El informe del INDEC revela que, aunque la facturación crece por la inflación, los salteños compran cada vez menos productos y ajustan gastos en casi todos los rubros.
El consumo en Salta no levanta cabeza y los números lo confirman: aunque los supermercados facturan más por la suba de precios, cada vez venden menos productos.
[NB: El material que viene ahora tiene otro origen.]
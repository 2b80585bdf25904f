//! # Error Types Module
//!
//! Questo modulo definisce tutti i tipi di errore custom dell'applicazione.
//!
//! ## Responsabilità:
//! - Definisce `CompressError` enum per categorizzare tutti gli errori possibili
//! - Fornisce messaggi di errore descrittivi e strutturati
//! - Integra con `thiserror` per automatic error conversion
//! - Distingue errori fatali, errori per-file e errori ritentabili
//!
//! ## Categorie di errori:
//! - `Io`: Errori di I/O (file non trovati, permessi, etc.)
//! - `Config`: Combinazione di parametri non valida (fatale, prima di ogni file)
//! - `Resource`: Spazio disco insufficiente o sorgente non leggibile (fatale per-file)
//! - `Tool`: Processo esterno terminato con exit code non-zero (ritentabile)
//! - `Timeout`: Processo esterno oltre il timeout, terminato forzatamente (ritentabile)
//! - `Verification`: Verifica di integrità/riproducibilità fallita (originale preservato)
//! - `Dependency`: Tool esterno mancante (ffmpeg, ffprobe)
//! - `Cancelled`: Operazione annullata dall'utente
//!
//! Le derive di consistenza (size drift su split/merge) NON sono errori:
//! viaggiano come warning nei risultati.
//!
//! ## Esempio:
//! ```rust
//! # use safe_video_compressor::CompressError;
//! # fn check(tool_exists: bool) -> Result<(), CompressError> {
//! if !tool_exists {
//!     return Err(CompressError::Dependency("ffmpeg".to_string()));
//! }
//! # Ok(())
//! # }
//! ```

/// Custom error types for the compression pipeline
#[derive(thiserror::Error, Debug)]
pub enum CompressError {
    #[error("IO error: {0}")]
    Io(#[from] std::io::Error),

    #[error("Configuration error: {0}")]
    Config(String),

    #[error("Resource error: {0}")]
    Resource(String),

    #[error("{tool} failed: {message}")]
    Tool { tool: String, message: String },

    #[error("{tool} timed out after {seconds}s")]
    Timeout { tool: String, seconds: u64 },

    #[error("Verification failed: {0}")]
    Verification(String),

    #[error("Dependency missing: {0}")]
    Dependency(String),

    #[error("Operation cancelled")]
    Cancelled,

    #[error("JSON error: {0}")]
    Json(#[from] serde_json::Error),
}

impl CompressError {
    /// True for failures worth another attempt (tool exit / timeout).
    pub fn is_retryable(&self) -> bool {
        matches!(self, CompressError::Tool { .. } | CompressError::Timeout { .. })
    }
}

pub type Result<T> = std::result::Result<T, CompressError>;
//! # Compression Pipeline Module
//!
//! Orchestratore principale: ciclo di vita completo di ogni file dalla
//! pre-verifica fino alla cancellazione sicura dell'originale.
//!
//! ## Responsabilità:
//! - Pre-flight: file leggibile, spazio disco sufficiente, output libero
//! - Analisi ffprobe e decisione segmentato / file intero
//! - Job di compressione attraverso il worker pool, con retry limitati
//! - Fallback sequenziale quando troppi job paralleli falliscono
//! - SafetyProtocol attorno a ogni artefatto prodotto
//! - Batch sequenziale di più file con pool e aggregatore condivisi
//!
//! Un file fallito non blocca mai i fratelli del batch.

use crate::config::{CompressionSettings, Config};
use crate::error::{CompressError, Result};
use crate::file_manager::FileManager;
use crate::json_output::JsonMessage;
use crate::media_tool::{encode_args, estimate_encode_seconds, MediaTool};
use crate::pipeline::progress_aggregator::{Phase, PhaseWeights, ProgressAggregator};
use crate::pipeline::worker_pool::{CancelToken, Job, JobStatus, WorkerPool};
use crate::safety::{SafetyProtocol, SafetyStage};
use crate::segmentation::{SegmentPlan, SegmentationEngine};
use futures::future::BoxFuture;
use futures::FutureExt;
use serde::Serialize;
use std::future::Future;
use std::path::{Path, PathBuf};
use std::sync::atomic::{AtomicU64, Ordering};
use std::time::{Duration, Instant};
use tracing::{info, warn};

/// Disk needed to compress safely: source, temp artifact and slack
const DISK_HEADROOM_FACTOR: f64 = 2.5;

/// Encode timeouts get this margin over the wall-time estimate
const TIMEOUT_SAFETY_FACTOR: f64 = 3.0;

/// No encode timeout below this, however small the input
const MIN_JOB_TIMEOUT_SECONDS: f64 = 300.0;

const GIB: f64 = 1_073_741_824.0;

/// Terminal state of one processed file
#[derive(Debug, Clone, Copy, PartialEq, Eq, Serialize)]
#[serde(rename_all = "snake_case")]
pub enum FileOutcome {
    Compressed,
    DryRun,
    Failed,
    Cancelled,
}

/// Result of processing a single file
#[derive(Debug, Clone, Serialize)]
pub struct FileReport {
    pub source: PathBuf,
    pub output: Option<PathBuf>,
    pub outcome: FileOutcome,
    pub original_size: u64,
    pub compressed_size: Option<u64>,
    pub reduction_percent: Option<f64>,
    pub duration_seconds: f64,
    pub segments: usize,
    pub elapsed_seconds: f64,
    pub warnings: Vec<String>,
    pub failed_stage: Option<SafetyStage>,
    pub diagnostic: Option<String>,
}

impl FileReport {
    pub(crate) fn new(source: &Path) -> Self {
        Self {
            source: source.to_path_buf(),
            output: None,
            outcome: FileOutcome::Failed,
            original_size: 0,
            compressed_size: None,
            reduction_percent: None,
            duration_seconds: 0.0,
            segments: 0,
            elapsed_seconds: 0.0,
            warnings: Vec::new(),
            failed_stage: None,
            diagnostic: None,
        }
    }
}

/// Aggregate result of a batch run
#[derive(Debug, Clone, Serialize)]
pub struct BatchReport {
    pub files: Vec<FileReport>,
    pub compressed: usize,
    pub failed: usize,
    pub cancelled: usize,
    pub dry_run: usize,
    pub total_original_bytes: u64,
    pub total_compressed_bytes: u64,
    pub elapsed_seconds: f64,
}

impl BatchReport {
    fn from_reports(files: Vec<FileReport>, elapsed_seconds: f64) -> Self {
        let mut report = Self {
            compressed: 0,
            failed: 0,
            cancelled: 0,
            dry_run: 0,
            total_original_bytes: 0,
            total_compressed_bytes: 0,
            elapsed_seconds,
            files: Vec::new(),
        };
        for file in &files {
            match file.outcome {
                FileOutcome::Compressed => report.compressed += 1,
                FileOutcome::DryRun => report.dry_run += 1,
                FileOutcome::Failed => report.failed += 1,
                FileOutcome::Cancelled => report.cancelled += 1,
            }
            if file.outcome == FileOutcome::Compressed {
                report.total_original_bytes += file.original_size;
                report.total_compressed_bytes += file.compressed_size.unwrap_or(0);
            }
        }
        report.files = files;
        report
    }

    pub fn overall_reduction(&self) -> f64 {
        FileManager::calculate_reduction(self.total_original_bytes, self.total_compressed_bytes)
    }
}

/// Orchestrates analysis, segmentation, compression and safety for
/// one file or a batch. One pool and one aggregator serve the whole
/// batch so progress weighting stays consistent.
pub struct CompressionPipeline {
    config: Config,
    tool: MediaTool,
    segmentation: SegmentationEngine,
    safety: SafetyProtocol,
    pool: WorkerPool,
    aggregator: ProgressAggregator,
    cancel: CancelToken,
    next_job_id: AtomicU64,
}
//! # Progress Aggregation Module
//!
//! Accumula i report di progresso di molti worker concorrenti in un unico
//! valore complessivo pesato per fase, con notifica esterna rate-limited.
//!
//! ## Responsabilità:
//! - Mappa job → frazione di completamento, protetta da un singolo lock
//! - Proiezione fase-locale → progresso complessivo tramite `PhaseWeights`
//! - Pesatura per dimensione file nei batch multi-file
//! - Throttling delle notifiche con bypass per eventi terminali
//! - Guard di rientranza: un callback che riporta progresso non causa
//!   ricorsione né deadlock
//! - Contatore osservabile dei fallimenti del callback
//!
//! ## Regole di consegna:
//! - `report()` registra sempre lo stato; consegna solo se è trascorso
//!   `min_interval` dall'ultima consegna
//! - Eventi terminali (job/fase/file completati) consegnano sempre:
//!   il consumer osserva sempre il 100%
//! - Se nessuna consegna avviene entro `STALENESS_FACTOR × min_interval`
//!   viene emesso un warning di notifier bloccato
//! - La frazione complessiva non regredisce mai (high-water clamp)
//!
//! Il lock non è mai tenuto durante l'invocazione del callback né
//! attraverso chiamate ai tool esterni.

use serde::Serialize;
use std::collections::HashMap;
use std::sync::{Arc, Mutex};
use std::time::{Duration, Instant, SystemTime};
use tracing::warn;

/// Forced-staleness multiplier: with no delivery inside
/// `STALENESS_FACTOR * min_interval` the notifier is considered stuck
pub const STALENESS_FACTOR: u32 = 4;

/// Processing phase of one file
#[derive(Debug, Clone, Copy, PartialEq, Eq, Serialize)]
#[serde(rename_all = "lowercase")]
pub enum Phase {
    Analysis,
    Segmentation,
    Compression,
    Merge,
}

impl std::fmt::Display for Phase {
    fn fmt(&self, f: &mut std::fmt::Formatter<'_>) -> std::fmt::Result {
        let name = match self {
            Phase::Analysis => "analysis",
            Phase::Segmentation => "segmentation",
            Phase::Compression => "compression",
            Phase::Merge => "merge",
        };
        write!(f, "{}", name)
    }
}

/// Mapping phase → (start, end) slice of the overall progress scale
#[derive(Debug, Clone, Copy)]
pub struct PhaseWeights {
    pub analysis: (f64, f64),
    pub segmentation: (f64, f64),
    pub compression: (f64, f64),
    pub merge: (f64, f64),
}

impl Default for PhaseWeights {
    fn default() -> Self {
        Self {
            analysis: (0.0, 0.10),
            segmentation: (0.10, 0.25),
            compression: (0.25, 0.90),
            merge: (0.90, 1.0),
        }
    }
}

impl PhaseWeights {
    pub fn span(&self, phase: Phase) -> (f64, f64) {
        match phase {
            Phase::Analysis => self.analysis,
            Phase::Segmentation => self.segmentation,
            Phase::Compression => self.compression,
            Phase::Merge => self.merge,
        }
    }

    /// Intervals must be contiguous, non-overlapping and cover [0, 1]
    pub fn is_valid(&self) -> bool {
        let spans = [self.analysis, self.segmentation, self.compression, self.merge];
        let mut cursor = 0.0;
        for (start, end) in spans {
            if (start - cursor).abs() > f64::EPSILON || end <= start {
                return false;
            }
            cursor = end;
        }
        (cursor - 1.0).abs() < f64::EPSILON
    }
}

/// Immutable progress value handed to consumers
#[derive(Debug, Clone, Serialize)]
pub struct ProgressSnapshot {
    /// Overall completion in [0, 1], monotonically non-decreasing
    pub overall: f64,
    /// Phase of the most recently updated file
    pub phase: Phase,
    /// Workers currently running a job
    pub active_workers: usize,
    /// Jobs finished so far
    pub completed_jobs: usize,
    /// Jobs registered so far
    pub total_jobs: usize,
    /// Human-readable status line
    pub message: Option<String>,
    /// Outward deliveries that returned an error
    pub callback_failures: u64,
    /// Milliseconds since the epoch at snapshot creation
    pub timestamp_ms: u64,
}

type CallbackFn = dyn Fn(&ProgressSnapshot) -> anyhow::Result<()> + Send + Sync;

#[derive(Debug)]
struct JobSlot {
    fraction: f64,
    finished: bool,
}

#[derive(Debug)]
struct FileProgress {
    size_bytes: u64,
    phase: Phase,
    jobs: Vec<JobSlot>,
    done: bool,
}

impl FileProgress {
    /// File-local completion projected through the phase weights
    fn fraction(&self, weights: &PhaseWeights) -> f64 {
        if self.done {
            return 1.0;
        }
        let (start, end) = weights.span(self.phase);
        if self.jobs.is_empty() {
            return start;
        }
        let sum: f64 = self.jobs.iter().map(|j| j.fraction).sum();
        let local = sum / self.jobs.len() as f64;
        start + (end - start) * local
    }
}

struct AggregatorInner {
    files: HashMap<u64, FileProgress>,
    current_phase: Phase,
    active_workers: usize,
    completed_jobs: usize,
    total_jobs: usize,
    message: Option<String>,
    high_water: f64,
    callback: Option<Arc<CallbackFn>>,
    min_interval: Duration,
    last_delivered: Option<Instant>,
    notifying: bool,
    callback_failures: u64,
    weights: PhaseWeights,
}

impl AggregatorInner {
    fn overall(&self) -> f64 {
        let total_size: u64 = self.files.values().map(|f| f.size_bytes).sum();
        if self.files.is_empty() {
            return 0.0;
        }
        let raw = if total_size == 0 {
            let sum: f64 = self
                .files
                .values()
                .map(|f| f.fraction(&self.weights))
                .sum();
            sum / self.files.len() as f64
        } else {
            self.files
                .values()
                .map(|f| {
                    let weight = f.size_bytes as f64 / total_size as f64;
                    weight * f.fraction(&self.weights)
                })
                .sum()
        };
        raw.clamp(0.0, 1.0)
    }

    fn snapshot(&mut self) -> ProgressSnapshot {
        let raw = self.overall();
        if raw > self.high_water {
            self.high_water = raw;
        }

        ProgressSnapshot {
            overall: self.high_water,
            phase: self.current_phase,
            active_workers: self.active_workers,
            completed_jobs: self.completed_jobs,
            total_jobs: self.total_jobs,
            message: self.message.clone(),
            callback_failures: self.callback_failures,
            timestamp_ms: SystemTime::now()
                .duration_since(SystemTime::UNIX_EPOCH)
                .unwrap_or_default()
                .as_millis() as u64,
        }
    }

    fn delivery_due(&self, now: Instant) -> bool {
        match self.last_delivered {
            None => true,
            Some(last) => now.duration_since(last) >= self.min_interval,
        }
    }

    fn staleness_exceeded(&self, now: Instant) -> bool {
        match self.last_delivered {
            None => false,
            Some(last) => now.duration_since(last) >= self.min_interval * STALENESS_FACTOR,
        }
    }
}

/// Clears the notifying flag on every exit path, including callback panics
struct NotifyGuard {
    inner: Arc<Mutex<AggregatorInner>>,
}

impl Drop for NotifyGuard {
    fn drop(&mut self) {
        if let Ok(mut state) = self.inner.lock() {
            state.notifying = false;
        }
    }
}

/// Thread-safe, throttled progress aggregator shared across workers
#[derive(Clone)]
pub struct ProgressAggregator {
    inner: Arc<Mutex<AggregatorInner>>,
}

impl ProgressAggregator {
    pub fn new(weights: PhaseWeights) -> Self {
        debug_assert!(weights.is_valid());
        Self {
            inner: Arc::new(Mutex::new(AggregatorInner {
                files: HashMap::new(),
                current_phase: Phase::Analysis,
                active_workers: 0,
                completed_jobs: 0,
                total_jobs: 0,
                message: None,
                high_water: 0.0,
                callback: None,
                min_interval: Duration::from_millis(500),
                last_delivered: None,
                notifying: false,
                callback_failures: 0,
                weights,
            })),
        }
    }

    /// Register an outward consumer and the minimum delivery interval
    pub fn set_callback<F>(&self, callback: F, min_interval: Duration)
    where
        F: Fn(&ProgressSnapshot) -> anyhow::Result<()> + Send + Sync + 'static,
    {
        let mut state = self.inner.lock().unwrap();
        state.callback = Some(Arc::new(callback));
        state.min_interval = min_interval;
    }

    /// Register a file and its size weight. Files should be registered
    /// before any progress is reported so batch weights stay stable.
    pub fn register_file(&self, file_id: u64, size_bytes: u64) {
        let mut state = self.inner.lock().unwrap();
        state.files.insert(
            file_id,
            FileProgress {
                size_bytes,
                phase: Phase::Analysis,
                jobs: Vec::new(),
                done: false,
            },
        );
    }

    /// Enter a phase for a file, allocating `total_jobs` progress slots
    pub fn begin_phase(&self, file_id: u64, phase: Phase, total_jobs: usize) {
        let mut state = self.inner.lock().unwrap();
        state.current_phase = phase;
        state.total_jobs += total_jobs;
        if let Some(file) = state.files.get_mut(&file_id) {
            file.phase = phase;
            file.jobs = (0..total_jobs)
                .map(|_| JobSlot { fraction: 0.0, finished: false })
                .collect();
        }
        drop(state);
        self.deliver(false);
    }

    /// Fold one job's progress into the aggregate. Called from worker
    /// tasks; the critical section is a few map operations.
    pub fn report(&self, file_id: u64, job_index: usize, fraction: f64) {
        let fraction = fraction.clamp(0.0, 1.0);
        {
            let mut state = self.inner.lock().unwrap();
            if let Some(file) = state.files.get_mut(&file_id) {
                if let Some(slot) = file.jobs.get_mut(job_index) {
                    // Per-job progress never regresses while running
                    if fraction > slot.fraction {
                        slot.fraction = fraction;
                    }
                }
            }
        }
        self.deliver(false);
    }

    /// A worker picked up a job
    pub fn job_started(&self, _file_id: u64, _job_index: usize) {
        let mut state = self.inner.lock().unwrap();
        state.active_workers += 1;
    }

    /// A worker finished a job. Terminal event: bypasses throttling.
    pub fn job_finished(&self, file_id: u64, job_index: usize, success: bool) {
        {
            let mut state = self.inner.lock().unwrap();
            state.active_workers = state.active_workers.saturating_sub(1);
            let mut newly_finished = 0;
            if let Some(file) = state.files.get_mut(&file_id) {
                if let Some(slot) = file.jobs.get_mut(job_index) {
                    if !slot.finished {
                        slot.finished = true;
                        newly_finished = 1;
                    }
                    if success {
                        slot.fraction = 1.0;
                    }
                }
            }
            state.completed_jobs += newly_finished;
        }
        self.deliver(true);
    }

    /// All jobs of the file's current phase are done. Terminal event.
    pub fn complete_phase(&self, file_id: u64) {
        {
            let mut state = self.inner.lock().unwrap();
            let mut newly_finished = 0;
            if let Some(file) = state.files.get_mut(&file_id) {
                for slot in file.jobs.iter_mut() {
                    slot.fraction = 1.0;
                    if !slot.finished {
                        slot.finished = true;
                        newly_finished += 1;
                    }
                }
            }
            state.completed_jobs += newly_finished;
        }
        self.deliver(true);
    }

    /// The file reached a terminal state. Terminal event.
    pub fn complete_file(&self, file_id: u64) {
        {
            let mut state = self.inner.lock().unwrap();
            let mut newly_finished = 0;
            if let Some(file) = state.files.get_mut(&file_id) {
                file.done = true;
                for slot in file.jobs.iter_mut() {
                    if !slot.finished {
                        slot.finished = true;
                        newly_finished += 1;
                    }
                }
            }
            state.completed_jobs += newly_finished;
        }
        self.deliver(true);
    }

    /// The file failed; its contribution freezes where it is. Terminal
    /// event so consumers observe the final state promptly.
    pub fn fail_file(&self, file_id: u64) {
        {
            let mut state = self.inner.lock().unwrap();
            let mut newly_finished = 0;
            if let Some(file) = state.files.get_mut(&file_id) {
                for slot in file.jobs.iter_mut() {
                    if !slot.finished {
                        slot.finished = true;
                        newly_finished += 1;
                    }
                }
            }
            state.completed_jobs += newly_finished;
        }
        self.deliver(true);
    }

    /// Set the human-readable status line
    pub fn set_message(&self, message: impl Into<String>) {
        let mut state = self.inner.lock().unwrap();
        state.message = Some(message.into());
    }

    /// Current aggregate state. Same lock as report(), pure read for
    /// callers.
    pub fn snapshot(&self) -> ProgressSnapshot {
        let mut state = self.inner.lock().unwrap();
        state.snapshot()
    }

    /// Deliver a snapshot to the registered callback.
    ///
    /// Decides under the lock, invokes outside it. The notifying flag
    /// suppresses re-entrant delivery when the callback itself reports.
    fn deliver(&self, forced: bool) {
        let now = Instant::now();
        let (callback, snapshot) = {
            let mut state = self.inner.lock().unwrap();
            if state.notifying {
                if state.staleness_exceeded(now) {
                    warn!(
                        "Progress notifier stuck: no delivery in {}x min_interval",
                        STALENESS_FACTOR
                    );
                }
                return;
            }
            let callback = match &state.callback {
                Some(cb) => Arc::clone(cb),
                None => return,
            };
            if !forced && !state.delivery_due(now) {
                return;
            }
            state.notifying = true;
            (callback, state.snapshot())
        };

        let guard = NotifyGuard { inner: Arc::clone(&self.inner) };
        let result = callback(&snapshot);
        drop(guard);

        let mut state = self.inner.lock().unwrap();
        state.last_delivered = Some(Instant::now());
        if let Err(e) = result {
            state.callback_failures += 1;
            warn!("Progress callback failed: {}", e);
        }
    }
}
Así lo revela el último informe del INDEC, que muestra una caída más profunda que el promedio nacional y deja a la provincia en una situación preocupante.
Durante febrero, las ventas en supermercados cayeron un 7,3% interanual en términos reales en Salta, más del doble que a nivel país, donde la baja fue del 3,1%. El dato refleja un ajuste fuerte en el consumo local, donde cada vez cuesta más llenar el chango.
El golpe también se ve en el gasto por persona: cada salteño destinó en promedio $25.317 a compras en supermercados, muy por debajo de la media nacional. Este dato ubica a la provincia en la mitad baja del ranking y expone una pérdida clara del poder de compra.
A pesar de que se registraron más de un millón de operaciones en el mes y un ticket promedio cercano a los $35.399, el movimiento no alcanza para revertir la tendencia: se compra menos cantidad, aunque se gaste lo mismo o más.
El panorama se repite en los shoppings. A nivel nacional, las ventas cayeron un 2,1% interanual en términos reales, aunque la facturación subió por efecto de los precios. En el Norte argentino, donde está Salta, el consumo también aparece rezagado, con menor volumen de ventas frente a otras regiones.
En este contexto, el uso de tarjeta de crédito se consolida como principal medio de pago, superando el 40% de las operaciones, lo que deja en evidencia cómo las familias estiran gastos para poder sostener consumos básicos.